RECUERDE QUE LO MEJOR PARA ADORNAR CUALQUIER MESA DE FIESTA ES EL CAVIAR RUSO

El resto de las páginas, hojeadas de un tirón, lucen como un cuaderno de recortes en su alternancia de foticos sobre la naturaleza y sobre innovaciones tecnológicas, pero considero lo anterior suficiente para llevarla conmigo.

Subiendo las escaleras se revela a medias el dibujo que un día formaron las lozas del piso, a mi entender representaban una ola al momento de romper en la orilla, pero mi padre asegura que a través de la cámara se ve como un río crecido.

La segunda planta se compone de tres cuartos y una terraza sin fin.

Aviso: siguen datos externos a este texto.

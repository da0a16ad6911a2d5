//! Tests for RecordStore
//!
//! These tests verify:
//! - Appending and scanning records
//! - Short trailing chunks are treated as end of file
//! - Filter-and-rename removal (exclusivity, ordering, raw bytes)
//! - Not-found removal leaves the file untouched

use std::fs::{self, OpenOptions};
use std::io::Write;
use std::path::PathBuf;

use tempfile::TempDir;
use treasure_manager::config::{Config, TextPolicy};
use treasure_manager::record::{Treasure, RECORD_SIZE};
use treasure_manager::store::RecordStore;
use treasure_manager::TreasureError;

// =============================================================================
// Helper Functions
// =============================================================================

fn setup_temp_store() -> (TempDir, PathBuf, RecordStore) {
    let temp_dir = TempDir::new().unwrap();
    let hunt_dir = temp_dir.path().join("hunt");
    fs::create_dir(&hunt_dir).unwrap();
    let store = RecordStore::new(&hunt_dir, &Config::default());
    (temp_dir, hunt_dir, store)
}

fn treasure(id: i32) -> Treasure {
    Treasure::new(
        id,
        format!("user{}", id),
        id as f64 * 1.5,
        -(id as f64) * 0.25,
        format!("clue number {}", id),
        id * 10,
    )
}

fn scan_all(store: &RecordStore) -> Vec<Treasure> {
    store.scan().unwrap().map(|r| r.unwrap()).collect()
}

// =============================================================================
// Append / Scan Tests
// =============================================================================

#[test]
fn test_append_creates_file() {
    let (_temp, _dir, store) = setup_temp_store();

    assert!(!store.exists());
    store.append(&treasure(1)).unwrap();

    assert!(store.exists());
    assert_eq!(fs::metadata(store.path()).unwrap().len(), RECORD_SIZE as u64);
}

#[test]
fn test_append_then_scan_roundtrip() {
    let (_temp, _dir, store) = setup_temp_store();
    let original = Treasure::new(1, "ann", 10.5, -20.25, "under the oak", 100);

    store.append(&original).unwrap();
    let records = scan_all(&store);

    assert_eq!(records.len(), 1);
    assert_eq!(records[0], original);
    assert_eq!(records[0].latitude.to_bits(), 10.5f64.to_bits());
}

#[test]
fn test_scan_preserves_append_order() {
    let (_temp, _dir, store) = setup_temp_store();

    for id in [5, 3, 9, 1] {
        store.append(&treasure(id)).unwrap();
    }

    let ids: Vec<i32> = scan_all(&store).iter().map(|t| t.id).collect();
    assert_eq!(ids, vec![5, 3, 9, 1]);
}

#[test]
fn test_duplicate_ids_are_stored() {
    let (_temp, _dir, store) = setup_temp_store();

    store.append(&treasure(1)).unwrap();
    store.append(&treasure(1)).unwrap();

    assert_eq!(scan_all(&store).len(), 2);
}

#[test]
fn test_scan_missing_file_fails() {
    let (_temp, _dir, store) = setup_temp_store();

    let result = store.scan();

    assert!(matches!(
        result,
        Err(TreasureError::SystemCall { step: "Failed to open treasures file", .. })
    ));
}

#[test]
fn test_scan_ignores_partial_trailing_record() {
    let (_temp, _dir, store) = setup_temp_store();
    store.append(&treasure(1)).unwrap();
    store.append(&treasure(2)).unwrap();

    // Simulate a torn write
    let mut file = OpenOptions::new().append(true).open(store.path()).unwrap();
    file.write_all(&[7u8; 100]).unwrap();
    drop(file);

    let ids: Vec<i32> = scan_all(&store).iter().map(|t| t.id).collect();
    assert_eq!(ids, vec![1, 2]);
}

#[test]
fn test_scan_empty_file() {
    let (_temp, _dir, store) = setup_temp_store();
    fs::write(store.path(), b"").unwrap();

    assert!(scan_all(&store).is_empty());
}

#[test]
fn test_find() {
    let (_temp, _dir, store) = setup_temp_store();
    for id in 1..=3 {
        store.append(&treasure(id)).unwrap();
    }

    assert_eq!(store.find(2).unwrap(), Some(treasure(2)));
    assert_eq!(store.find(42).unwrap(), None);
}

#[test]
fn test_append_rejects_oversized_text_under_reject_policy() {
    let temp_dir = TempDir::new().unwrap();
    let config = Config::builder().text_policy(TextPolicy::Reject).build();
    let store = RecordStore::new(temp_dir.path(), &config);

    let result = store.append(&Treasure::new(1, "u".repeat(60), 0.0, 0.0, "", 0));

    assert!(matches!(result, Err(TreasureError::FieldTooLong { .. })));
    assert!(!store.exists());
}

// =============================================================================
// Removal Tests
// =============================================================================

#[test]
fn test_remove_leaves_n_minus_one_in_order() {
    let (_temp, _dir, store) = setup_temp_store();
    for id in 1..=5 {
        store.append(&treasure(id)).unwrap();
    }
    let before = fs::read(store.path()).unwrap();

    assert!(store.remove(3).unwrap());

    let after = fs::read(store.path()).unwrap();
    assert_eq!(after.len(), 4 * RECORD_SIZE);

    // Every survivor is bit-identical to its old encoding, in order
    let expected: Vec<u8> = before
        .chunks(RECORD_SIZE)
        .enumerate()
        .filter(|(i, _)| *i != 2)
        .flat_map(|(_, chunk)| chunk.to_vec())
        .collect();
    assert_eq!(after, expected);
    assert!(!store.temp_path().exists());
}

#[test]
fn test_remove_preserves_bytes_after_text_terminators() {
    let (_temp, _dir, store) = setup_temp_store();

    // Records with junk after the NUL, as written by older tools
    let mut raw = Vec::new();
    for id in 1..=2i32 {
        let mut chunk = [0x5Au8; RECORD_SIZE];
        chunk[0..4].copy_from_slice(&id.to_le_bytes());
        chunk[4] = b'a';
        chunk[5] = 0;
        chunk[72] = 0;
        raw.extend_from_slice(&chunk);
    }
    fs::write(store.path(), &raw).unwrap();

    assert!(store.remove(1).unwrap());

    assert_eq!(fs::read(store.path()).unwrap(), raw[RECORD_SIZE..].to_vec());
}

#[test]
fn test_remove_not_found_leaves_file_unchanged() {
    let (_temp, _dir, store) = setup_temp_store();
    for id in 1..=3 {
        store.append(&treasure(id)).unwrap();
    }
    let before = fs::read(store.path()).unwrap();

    assert!(!store.remove(99).unwrap());

    assert_eq!(fs::read(store.path()).unwrap(), before);
    assert!(!store.temp_path().exists());
}

#[test]
fn test_remove_matching_removes_all_matches() {
    let (_temp, _dir, store) = setup_temp_store();
    for id in [1, 2, 1, 3] {
        store.append(&treasure(id)).unwrap();
    }

    let removed = store.remove_matching(|t| t.id == 1).unwrap();

    assert_eq!(removed, 2);
    let ids: Vec<i32> = scan_all(&store).iter().map(|t| t.id).collect();
    assert_eq!(ids, vec![2, 3]);
}

#[test]
fn test_remove_last_record_leaves_empty_file() {
    let (_temp, _dir, store) = setup_temp_store();
    store.append(&treasure(1)).unwrap();

    assert!(store.remove(1).unwrap());

    assert!(store.exists());
    assert_eq!(fs::metadata(store.path()).unwrap().len(), 0);
}

#[test]
fn test_remove_drops_partial_tail() {
    let (_temp, _dir, store) = setup_temp_store();
    store.append(&treasure(1)).unwrap();
    store.append(&treasure(2)).unwrap();
    let mut file = OpenOptions::new().append(true).open(store.path()).unwrap();
    file.write_all(&[1u8; 10]).unwrap();
    drop(file);

    assert!(store.remove(1).unwrap());

    assert_eq!(fs::metadata(store.path()).unwrap().len(), RECORD_SIZE as u64);
}

#[test]
fn test_metadata_reports_size() {
    let (_temp, _dir, store) = setup_temp_store();
    store.append(&treasure(1)).unwrap();
    store.append(&treasure(2)).unwrap();

    let meta = store.metadata().unwrap();

    assert_eq!(meta.size, 2 * RECORD_SIZE as u64);
}
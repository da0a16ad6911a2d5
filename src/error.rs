//! Error types for the treasure manager
//!
//! Provides a unified error type for all operations.

use thiserror::Error;

/// Result type alias using TreasureError
pub type Result<T> = std::result::Result<T, TreasureError>;

/// Unified error type for treasure manager operations
#[derive(Debug, Error)]
pub enum TreasureError {
    // -------------------------------------------------------------------------
    // I/O Errors
    // -------------------------------------------------------------------------
    /// A system call failed; `step` names what was being attempted
    #[error("{step}: {source}")]
    SystemCall {
        step: &'static str,
        #[source]
        source: std::io::Error,
    },

    // -------------------------------------------------------------------------
    // Record Store Errors
    // -------------------------------------------------------------------------
    #[error("Failed to write treasure to file: wrote {written} of {expected} bytes")]
    ShortWrite { written: usize, expected: usize },

    #[error("{field} is {len} bytes, at most {max} bytes fit in a record")]
    FieldTooLong {
        field: &'static str,
        len: usize,
        max: usize,
    },

    #[error("{field} contains a NUL byte at offset {offset}")]
    EmbeddedNul { field: &'static str, offset: usize },

    // -------------------------------------------------------------------------
    // Input Errors
    // -------------------------------------------------------------------------
    #[error("Invalid input: {0}")]
    InvalidInput(String),

    // -------------------------------------------------------------------------
    // Configuration Errors
    // -------------------------------------------------------------------------
    #[error("Configuration error: {0}")]
    Config(String),
}

/// Attach the name of the failed step to an I/O result
pub(crate) trait StepContext<T> {
    fn step(self, step: &'static str) -> Result<T>;
}

impl<T> StepContext<T> for std::result::Result<T, std::io::Error> {
    fn step(self, step: &'static str) -> Result<T> {
        self.map_err(|source| TreasureError::SystemCall { step, source })
    }
}
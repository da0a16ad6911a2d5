//! Report rendering
//!
//! Turns operation outcomes into the text printed by the CLI.

use std::fmt::Write;

use chrono::{DateTime, Local};

use crate::audit::TIMESTAMP_FORMAT;
use crate::manager::{Listing, Outcome};
use crate::record::Treasure;

const RULE_WIDTH: usize = 66;

/// Render any outcome, trailing newline included
pub fn render(outcome: &Outcome) -> String {
    match outcome {
        Outcome::Added { .. } => "Treasure added successfully!\n".to_string(),
        Outcome::Listed(listing) => render_listing(listing),
        Outcome::NoTreasures { hunt } => {
            format!("Hunt {} does not exist or has no treasures.\n", hunt)
        }
        Outcome::Viewed(treasure) => render_treasure(treasure),
        Outcome::TreasureRemoved { id, .. } => format!("Treasure {} removed successfully!\n", id),
        Outcome::TreasureNotFound { hunt, id } => {
            format!("Treasure {} not found in hunt {}.\n", id, hunt)
        }
        Outcome::HuntRemoved { hunt } => format!("Hunt {} removed successfully!\n", hunt),
        Outcome::HuntNotFound { hunt } => format!("Hunt {} does not exist.\n", hunt),
    }
}

/// File details followed by one tab-separated row per treasure
pub fn render_listing(listing: &Listing) -> String {
    let modified: DateTime<Local> = listing.metadata.modified.into();

    let mut out = String::new();
    let _ = writeln!(out, "Hunt: {}", listing.hunt);
    let _ = writeln!(out, "Treasures file size: {} bytes", listing.metadata.size);
    let _ = writeln!(out, "Last modified: {}", modified.format(TIMESTAMP_FORMAT));
    out.push('\n');

    out.push_str("Treasures:\n");
    out.push_str("ID\tUser\t\tCoordinates\t\tValue\tClue\n");
    out.push_str(&"-".repeat(RULE_WIDTH));
    out.push('\n');

    for t in &listing.treasures {
        let _ = writeln!(
            out,
            "{}\t{:<10}\t({:.6}, {:.6})\t{}\t{}",
            t.id, t.owner, t.latitude, t.longitude, t.value, t.clue
        );
    }

    out
}

/// All fields of a single treasure, one per line
pub fn render_treasure(t: &Treasure) -> String {
    format!(
        "Treasure ID: {}\nUser: {}\nCoordinates: ({:.6}, {:.6})\nValue: {}\nClue: {}\n",
        t.id, t.owner, t.latitude, t.longitude, t.value, t.clue
    )
}
//! Record Store
//!
//! Appends, scans and rewrites the `treasures` file of one hunt.

use std::fs::{self, File};
use std::io::{BufWriter, Write};
use std::path::{Path, PathBuf};
use std::time::SystemTime;

use crate::config::{Config, TextPolicy};
use crate::error::{Result, StepContext, TreasureError};
use crate::record::{self, Treasure, RECORD_SIZE};

use super::{append_options, create_options, RecordIter};

/// File statistics shown by listings
#[derive(Debug, Clone, Copy)]
pub struct StoreMetadata {
    /// Size of the record file in bytes
    pub size: u64,
    /// Last modification time
    pub modified: SystemTime,
}

/// Record file of a single hunt
#[derive(Debug, Clone)]
pub struct RecordStore {
    /// `<hunt_dir>/treasures`
    path: PathBuf,
    /// `<hunt_dir>/treasures.tmp`, only present during a rewrite
    temp_path: PathBuf,
    file_mode: u32,
    text_policy: TextPolicy,
}

impl RecordStore {
    // =========================================================================
    // Internal Path Constants
    // =========================================================================
    pub const FILENAME: &'static str = "treasures";
    pub const TEMP_FILENAME: &'static str = "treasures.tmp";

    /// Create a handle for the record file inside `hunt_dir`
    ///
    /// Nothing is touched on disk until an operation runs.
    pub fn new(hunt_dir: &Path, config: &Config) -> Self {
        Self {
            path: hunt_dir.join(Self::FILENAME),
            temp_path: hunt_dir.join(Self::TEMP_FILENAME),
            file_mode: config.file_mode,
            text_policy: config.text_policy,
        }
    }

    /// Append one record
    ///
    /// The encoding is handed to a single write call; anything short of
    /// `RECORD_SIZE` bytes is an error and is not repaired.
    pub fn append(&self, treasure: &Treasure) -> Result<()> {
        let encoded = record::encode(treasure, self.text_policy)?;

        let mut file = append_options(self.file_mode)
            .open(&self.path)
            .step("Failed to open treasures file")?;

        let written = file
            .write(&encoded)
            .step("Failed to write treasure to file")?;
        if written != RECORD_SIZE {
            return Err(TreasureError::ShortWrite {
                written,
                expected: RECORD_SIZE,
            });
        }

        tracing::debug!(path = %self.path.display(), id = treasure.id, "Appended record");
        Ok(())
    }

    /// Scan every record in file order
    ///
    /// Fails if the file cannot be opened, including when it does not exist.
    pub fn scan(&self) -> Result<RecordIter> {
        let file = File::open(&self.path).step("Failed to open treasures file")?;
        Ok(RecordIter::new(file))
    }

    /// First record whose identifier equals `id`
    pub fn find(&self, id: i32) -> Result<Option<Treasure>> {
        for treasure in self.scan()? {
            let treasure = treasure?;
            if treasure.id == id {
                return Ok(Some(treasure));
            }
        }
        Ok(None)
    }

    /// Rewrite the file without the records matching `predicate`
    ///
    /// Survivors are streamed, byte for byte, into `treasures.tmp`, which then
    /// replaces the original with one rename. When nothing matches, the temp
    /// file is discarded and the original is left untouched.
    ///
    /// Returns the number of records removed.
    pub fn remove_matching<F>(&self, mut predicate: F) -> Result<usize>
    where
        F: FnMut(&Treasure) -> bool,
    {
        let mut records = self.scan()?;

        let temp = create_options(self.file_mode)
            .open(&self.temp_path)
            .step("Failed to create temporary file")?;
        let mut writer = BufWriter::new(temp);

        let mut removed = 0;
        while let Some(chunk) = records.next_chunk()? {
            if predicate(&record::decode(&chunk)) {
                removed += 1;
                continue;
            }
            writer
                .write_all(&chunk)
                .step("Failed to write to temporary file")?;
        }

        let temp = writer
            .into_inner()
            .map_err(|e| e.into_error())
            .step("Failed to write to temporary file")?;
        temp.sync_all().step("Failed to write to temporary file")?;
        drop(temp);

        if removed == 0 {
            if let Err(e) = fs::remove_file(&self.temp_path) {
                tracing::warn!(path = %self.temp_path.display(), "Could not discard temp file: {}", e);
            }
            return Ok(0);
        }

        fs::rename(&self.temp_path, &self.path).step("Failed to replace treasures file")?;

        tracing::debug!(path = %self.path.display(), removed, "Rewrote record file");
        Ok(removed)
    }

    /// Remove every record with identifier `id`; true if any was removed
    pub fn remove(&self, id: i32) -> Result<bool> {
        Ok(self.remove_matching(|t| t.id == id)? > 0)
    }

    /// Size and modification time of the record file
    pub fn metadata(&self) -> Result<StoreMetadata> {
        let meta = fs::metadata(&self.path).step("Failed to get file information")?;
        let modified = meta.modified().step("Failed to get file information")?;
        Ok(StoreMetadata {
            size: meta.len(),
            modified,
        })
    }

    /// Whether the record file exists
    pub fn exists(&self) -> bool {
        self.path.is_file()
    }

    /// Path of the record file
    pub fn path(&self) -> &Path {
        &self.path
    }

    /// Path used while rewriting
    pub fn temp_path(&self) -> &Path {
        &self.temp_path
    }
}
//! Persistence contract for payments and users.
//!
//! The callback engine and the dispatcher API talk to storage only through
//! the traits here. Two implementations exist:
//! - `postgres`: sqlx-backed production stores
//! - `memory`: in-process stores for tests and local runs
//!
//! The contract is deliberately narrow. In particular, status is never
//! written blindly: `compare_and_set_status` is the only way to move a
//! payment out of `pending`, and `assign_gateway_id` is the only way to
//! bind a gateway transaction id. Both are single atomic writes, which is
//! what keeps concurrent callback delivery safe even across processes.

use async_trait::async_trait;
use serde_json::Value;
use uuid::Uuid;

use crate::models::payment::{NewPayment, Payment, PaymentStatus};
use crate::models::user::{NewUser, User};

/// Errors surfaced by store implementations.
#[derive(Debug, thiserror::Error)]
pub enum StoreError {
    /// Underlying database failure.
    #[error("database error: {0}")]
    Database(#[from] sqlx::Error),

    /// Insert hit the `order_ref` uniqueness constraint.
    #[error("order reference already exists: {0}")]
    DuplicateOrderRef(String),

    /// A write addressed a payment id that does not exist.
    #[error("payment not found: {0}")]
    PaymentNotFound(Uuid),

    /// A write addressed a user id that does not exist.
    #[error("user not found: {0}")]
    UserNotFound(Uuid),
}

/// Outcome of the one-shot gateway id assignment.
#[derive(Debug, Clone)]
pub enum AssignOutcome {
    /// This call bound the id; the updated record is returned.
    Assigned(Payment),
    /// Some earlier write already bound an id. `existing` is the current
    /// record so the caller can tell a replay from a mismatch.
    AlreadyAssigned { existing: Payment },
}

/// Outcome of a compare-and-set status update.
#[derive(Debug, Clone)]
pub enum CasOutcome {
    Updated(Payment),
    /// The stored status no longer matched `expected`; nothing was written.
    Conflict { current: Payment },
}

/// Fields written together with a finalizing status change.
#[derive(Debug, Clone)]
pub struct FinalizeFields {
    /// The gateway's prepare echo; kept for reconciliation.
    pub merchant_ref_id: Option<String>,
    /// Audit entry to append to the payment's metadata trail.
    pub audit: Value,
}

/// Storage for payment records.
#[async_trait]
pub trait PaymentStore: Send + Sync {
    /// Insert a new `pending` payment.
    async fn create(&self, new: NewPayment) -> Result<Payment, StoreError>;

    async fn get(&self, id: Uuid) -> Result<Option<Payment>, StoreError>;

    async fn find_by_order_ref(&self, order_ref: &str) -> Result<Option<Payment>, StoreError>;

    /// Lookup by the `(order_ref, gateway_tx_id)` pair a complete callback
    /// names. Misses both when the order is unknown and when it is bound to
    /// a different gateway transaction.
    async fn find_by_order_ref_and_gateway_id(
        &self,
        order_ref: &str,
        gateway_tx_id: &str,
    ) -> Result<Option<Payment>, StoreError>;

    /// Bind the gateway transaction id, first writer wins.
    ///
    /// Appends `audit` to the metadata trail and bumps `updated_at` only
    /// when the bind happens.
    async fn assign_gateway_id(
        &self,
        id: Uuid,
        gateway_tx_id: &str,
        audit: Value,
    ) -> Result<AssignOutcome, StoreError>;

    /// Atomically move `status` from `expected` to `next`.
    ///
    /// When the stored status differs from `expected` the record is left
    /// untouched and returned as `CasOutcome::Conflict`.
    async fn compare_and_set_status(
        &self,
        id: Uuid,
        expected: PaymentStatus,
        next: PaymentStatus,
        fields: FinalizeFields,
    ) -> Result<CasOutcome, StoreError>;

    /// Connectivity probe for the health endpoint.
    async fn ping(&self) -> Result<(), StoreError>;
}

/// Storage for user records.
#[async_trait]
pub trait UserStore: Send + Sync {
    /// Insert or refresh a user keyed on `telegram_id`.
    ///
    /// Profile fields in `new` only fill gaps; `None` never erases stored
    /// values.
    async fn upsert_by_telegram_id(&self, new: NewUser) -> Result<User, StoreError>;

    async fn get(&self, id: Uuid) -> Result<Option<User>, StoreError>;

    /// Flip the access flag. Errors with `UserNotFound` when no row matches.
    async fn set_has_paid(&self, id: Uuid, has_paid: bool) -> Result<User, StoreError>;
}

pub mod memory;
pub mod postgres;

En la habitación principal el único rastro humano que encontramos es la mancha, levemente más oscura que la pared, de lo que suponemos era un espejo de cuerpo entero. En ese espejo se reflejó una cama, el rostro de una mujer maquillándose y por encima

de su cabeza el humo de un hombre que fuma acostado. Seguramente el sol rebotaba en ese espejo por las mañanas y despertaba al hombre y a la mujer. Incluso reflejó fielmente el abandono, polvo donde hubo zapatos e insectos donde hubo personas, como si se tratara de una pintura viva. Por su tamaño, quien se lo haya llevado tuvo que sacarlo por la terraza, a simple vista es imposible que por las escaleras no se hiciera pedazos, cada fragmento un año brillante de mala suerte.

En la terraza se escucha una sola cosa: hierba estremecida por la brisa. Tiene aire de retiro para desayunar en familia, de haber estado rodeada de árboles. Pero ahora no hay sombra y su calma es una calma muerta. Desde arriba, la calle por donde vinimos no luce como cualquier otra, a los que fueron felices aquí jamás se les confundirá con las demás calles en sus cabezas. Por respeto, mi padre guarda su cámara: sí, muchos ratos agradables fueron retratados en esta terraza.

De cómo un padre y su hijo abandonan las ruinas de Severo, eso no lo contaré. Baste decir que esa noche, en el cuarto oscuro, emerge una foto mía en la que no tengo ojos.